(Beginning of Material supplied)

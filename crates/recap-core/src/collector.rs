//! Window collector: walks channel history backwards from the end of a time
//! window until it passes the start, one page at a time.
//!
//! Cost is proportional to the number of messages at or after `from`, not to
//! the size of the channel: the scan stops at the first message older than the
//! window, at the first short page, or after `max_pages` pages.

use std::collections::HashMap;
use std::time::Duration;

use chrono::{DateTime, Utc};
use tokio::time::sleep;
use tracing::{debug, info};

use crate::error::RecapResult;
use crate::history::{fetch_page, PageRequest, PageSource, RateLimitPolicy, PAGE_LIMIT};
use crate::message::{Message, TimeWindow};
use crate::progress::ProgressSink;
use crate::snowflake::{to_cursor, Snowflake};

pub const DEFAULT_MAX_PAGES: usize = 50;
pub const DEFAULT_PAGE_DELAY: Duration = Duration::from_millis(500);

#[derive(Debug, Clone, Copy, PartialEq, Eq)]
pub struct CollectOptions {
    /// Upper bound on pages requested.
    pub max_pages: usize,
    /// Pause between consecutive page requests, on top of any 429 wait.
    pub page_delay: Duration,
    pub rate_limit: RateLimitPolicy,
}

impl Default for CollectOptions {
    fn default() -> Self {
        Self {
            max_pages: DEFAULT_MAX_PAGES,
            page_delay: DEFAULT_PAGE_DELAY,
            rate_limit: RateLimitPolicy::UNBOUNDED,
        }
    }
}

/// Per-call scan state. Lives only for one [`collect_window`] call.
struct CollectorState {
    accumulator: HashMap<Snowflake, Message>,
    cursor: Snowflake,
    pages_fetched: usize,
    terminated: bool,
}

impl CollectorState {
    fn new(cursor: Snowflake) -> Self {
        Self {
            accumulator: HashMap::new(),
            cursor,
            pages_fetched: 0,
            terminated: false,
        }
    }

    /// Keep in-window messages from a newest-first page. Stops at the first
    /// message older than `from`; everything after it is older still.
    fn absorb(&mut self, page: Vec<Message>, from: DateTime<Utc>, to: DateTime<Utc>) {
        for msg in page {
            if msg.timestamp < from {
                self.terminated = true;
                break;
            }
            if msg.timestamp <= to {
                self.accumulator.insert(msg.id, msg);
            }
        }
    }

    fn into_sorted(self) -> Vec<Message> {
        let mut messages: Vec<Message> = self.accumulator.into_values().collect();
        messages.sort_by(|a, b| a.timestamp.cmp(&b.timestamp).then(a.id.cmp(&b.id)));
        messages
    }
}

/// Collect every message of `channel_id` inside `window`, oldest first.
///
/// Any fetch error aborts the whole collection; nothing partial is returned.
pub async fn collect_window(
    source: &dyn PageSource,
    channel_id: &str,
    auth_token: &str,
    window: TimeWindow,
    progress: &dyn ProgressSink,
    options: &CollectOptions,
) -> RecapResult<Vec<Message>> {
    let effective_to = window.to.unwrap_or_else(Utc::now);
    info!(
        "Fetching messages for channel {} from {} to {}",
        channel_id,
        window.from.to_rfc3339(),
        effective_to.to_rfc3339()
    );

    let mut state = CollectorState::new(to_cursor(effective_to)?);
    let mut has_more = true;

    while has_more && state.pages_fetched < options.max_pages && !state.terminated {
        progress.report(&format!("Fetching page {}...", state.pages_fetched + 1));

        if state.pages_fetched > 0 {
            sleep(options.page_delay).await;
        }

        let request = PageRequest::before(channel_id, auth_token, state.cursor);
        let page = fetch_page(source, &request, options.rate_limit).await?;

        if page.is_empty() {
            has_more = false;
            continue;
        }

        let page_len = page.len();
        let oldest = page.last().map(|m| m.id);
        debug!(
            "Page {}: {} messages before {}",
            state.pages_fetched + 1,
            page_len,
            state.cursor
        );
        state.absorb(page, window.from, effective_to);

        match oldest {
            Some(oldest) if !state.terminated && page_len == PAGE_LIMIT => {
                state.cursor = oldest;
                state.pages_fetched += 1;
            }
            _ => has_more = false,
        }
    }

    let pages_searched = state.pages_fetched + 1;
    let stopped_early = state.terminated;
    let messages = state.into_sorted();

    info!(
        "Fetch complete: {} messages, {} pages searched, stopped early: {}",
        messages.len(),
        pages_searched,
        stopped_early
    );
    progress.report(&format!("Found {} unique messages", messages.len()));

    Ok(messages)
}

#[cfg(test)]
mod tests {
    use super::*;
    use crate::error::RecapError;
    use crate::history::FetchOutcome;
    use crate::progress::NoProgress;
    use crate::testing::{at, message, page, ScriptedSource};
    use std::sync::Mutex;
    use tokio::time::Instant;

    fn ids(messages: &[Message]) -> Vec<u64> {
        messages.iter().map(|m| m.id.get()).collect()
    }

    async fn collect(
        source: &ScriptedSource,
        window: TimeWindow,
        options: CollectOptions,
    ) -> RecapResult<Vec<Message>> {
        collect_window(source, "chan", "token", window, &NoProgress, &options).await
    }

    #[tokio::test(start_paused = true)]
    async fn test_window_boundaries_are_inclusive() {
        // t0 = 1000 (newest) .. t99 = 901, then 40 older messages.
        let source = ScriptedSource::pages(vec![page(1000, 100), page(900, 40)]);
        let window = TimeWindow::new(at(999), Some(at(1000)));

        let messages = collect(&source, window, CollectOptions::default()).await.unwrap();

        assert_eq!(ids(&messages), vec![999, 1000]);
        let requests = source.requests();
        assert_eq!(requests.len(), 1);
        assert_eq!(requests[0].before, Some(to_cursor(at(1000)).unwrap()));
        assert_eq!(requests[0].after, None);
    }

    #[tokio::test(start_paused = true)]
    async fn test_old_message_stops_before_next_page() {
        let source = ScriptedSource::pages(vec![page(1000, 100), page(900, 100)]);
        let window = TimeWindow::new(at(951), Some(at(1000)));

        let messages = collect(&source, window, CollectOptions::default()).await.unwrap();

        assert_eq!(messages.len(), 50);
        assert_eq!(source.requests().len(), 1);
    }

    #[tokio::test(start_paused = true)]
    async fn test_stops_after_max_pages() {
        let pages = (0..5).map(|i| page(10_000 - i * 100, 100)).collect();
        let source = ScriptedSource::pages(pages);
        let window = TimeWindow::new(at(0), Some(at(10_000)));
        let options = CollectOptions {
            max_pages: 3,
            ..CollectOptions::default()
        };

        let messages = collect(&source, window, options).await.unwrap();

        assert_eq!(messages.len(), 300);
        let requests = source.requests();
        assert_eq!(requests.len(), 3);
        // Each page starts below the oldest id of the previous one.
        assert_eq!(requests[1].before, Some(Snowflake::new(9_901)));
        assert_eq!(requests[2].before, Some(Snowflake::new(9_801)));
    }

    #[tokio::test(start_paused = true)]
    async fn test_zero_max_pages_fetches_nothing() {
        let source = ScriptedSource::pages(vec![page(1000, 100)]);
        let window = TimeWindow::new(at(0), Some(at(1000)));
        let options = CollectOptions {
            max_pages: 0,
            ..CollectOptions::default()
        };

        let messages = collect(&source, window, options).await.unwrap();
        assert!(messages.is_empty());
        assert!(source.requests().is_empty());
    }

    #[tokio::test(start_paused = true)]
    async fn test_overlapping_pages_are_deduplicated() {
        // Second page repeats id 901, the oldest of the first page.
        let source = ScriptedSource::pages(vec![page(1000, 100), page(901, 100)]);
        let window = TimeWindow::new(at(0), Some(at(1000)));

        let messages = collect(&source, window, CollectOptions::default()).await.unwrap();

        assert_eq!(messages.len(), 199);
        assert_eq!(ids(&messages).iter().filter(|&&id| id == 901).count(), 1);
        assert!(messages.windows(2).all(|w| w[0].timestamp <= w[1].timestamp));
    }

    #[tokio::test(start_paused = true)]
    async fn test_empty_first_page() {
        let source = ScriptedSource::pages(vec![Vec::new()]);
        let window = TimeWindow::new(at(0), Some(at(1000)));

        let messages = collect(&source, window, CollectOptions::default()).await.unwrap();

        assert!(messages.is_empty());
        assert_eq!(source.requests().len(), 1);
    }

    #[tokio::test(start_paused = true)]
    async fn test_short_page_ends_scan() {
        let source = ScriptedSource::pages(vec![page(1000, 40), page(960, 100)]);
        let window = TimeWindow::new(at(0), Some(at(1000)));

        let messages = collect(&source, window, CollectOptions::default()).await.unwrap();

        assert_eq!(messages.len(), 40);
        assert_eq!(source.requests().len(), 1);
    }

    #[tokio::test(start_paused = true)]
    async fn test_messages_after_window_end_are_dropped() {
        let source = ScriptedSource::pages(vec![vec![
            message(3, 30),
            message(2, 20),
            message(1, 10),
        ]]);
        let window = TimeWindow::new(at(10), Some(at(20)));

        let messages = collect(&source, window, CollectOptions::default()).await.unwrap();

        assert_eq!(ids(&messages), vec![1, 2]);
    }

    #[tokio::test(start_paused = true)]
    async fn test_inverted_window_is_empty() {
        let source = ScriptedSource::pages(vec![page(1000, 100)]);
        let window = TimeWindow::new(at(2000), Some(at(1000)));

        let messages = collect(&source, window, CollectOptions::default()).await.unwrap();

        assert!(messages.is_empty());
        assert_eq!(source.requests().len(), 1);
    }

    #[tokio::test(start_paused = true)]
    async fn test_error_discards_partial_results() {
        let source = ScriptedSource::new(vec![
            Ok(FetchOutcome::Ready(page(1000, 100))),
            Err(RecapError::Auth),
        ]);
        let window = TimeWindow::new(at(0), Some(at(1000)));

        let err = collect(&source, window, CollectOptions::default()).await.unwrap_err();
        assert!(matches!(err, RecapError::Auth));
    }

    #[tokio::test(start_paused = true)]
    async fn test_page_delay_applies_between_pages_only() {
        let source = ScriptedSource::pages(vec![page(1000, 100), page(900, 100), page(800, 100)]);
        let window = TimeWindow::new(at(0), Some(at(1000)));

        let start = Instant::now();
        collect(&source, window, CollectOptions::default()).await.unwrap();

        // Three full pages, then the empty one that ends the scan.
        assert_eq!(source.requests().len(), 4);
        assert!(start.elapsed() >= DEFAULT_PAGE_DELAY * 3);
        assert!(start.elapsed() < DEFAULT_PAGE_DELAY * 4);
    }

    #[tokio::test(start_paused = true)]
    async fn test_rate_limit_wait_adds_to_page_delay() {
        let source = ScriptedSource::new(vec![
            Ok(FetchOutcome::Ready(page(1000, 100))),
            Ok(FetchOutcome::RateLimited(Duration::from_secs(2))),
            Ok(FetchOutcome::Ready(page(900, 10))),
        ]);
        let window = TimeWindow::new(at(0), Some(at(1000)));

        let start = Instant::now();
        let messages = collect(&source, window, CollectOptions::default()).await.unwrap();

        assert_eq!(messages.len(), 110);
        assert!(start.elapsed() >= Duration::from_secs(2) + DEFAULT_PAGE_DELAY);
    }

    #[tokio::test(start_paused = true)]
    async fn test_progress_messages() {
        let source = ScriptedSource::pages(vec![page(1000, 100), page(900, 5)]);
        let window = TimeWindow::new(at(0), Some(at(1000)));
        let seen = Mutex::new(Vec::new());
        let sink = |m: &str| seen.lock().unwrap().push(m.to_string());

        collect_window(&source, "chan", "token", window, &sink, &CollectOptions::default())
            .await
            .unwrap();

        assert_eq!(
            *seen.lock().unwrap(),
            vec![
                "Fetching page 1...",
                "Fetching page 2...",
                "Found 105 unique messages",
            ]
        );
    }
}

(End of Material supplied)

Among the lines above, which ones hold the string "then"? Show them.

        messages.sort_by(|a, b| a.timestamp.cmp(&b.timestamp).then(a.id.cmp(&b.id)));
        // t0 = 1000 (newest) .. t99 = 901, then 40 older messages.
        // Three full pages, then the empty one that ends the scan.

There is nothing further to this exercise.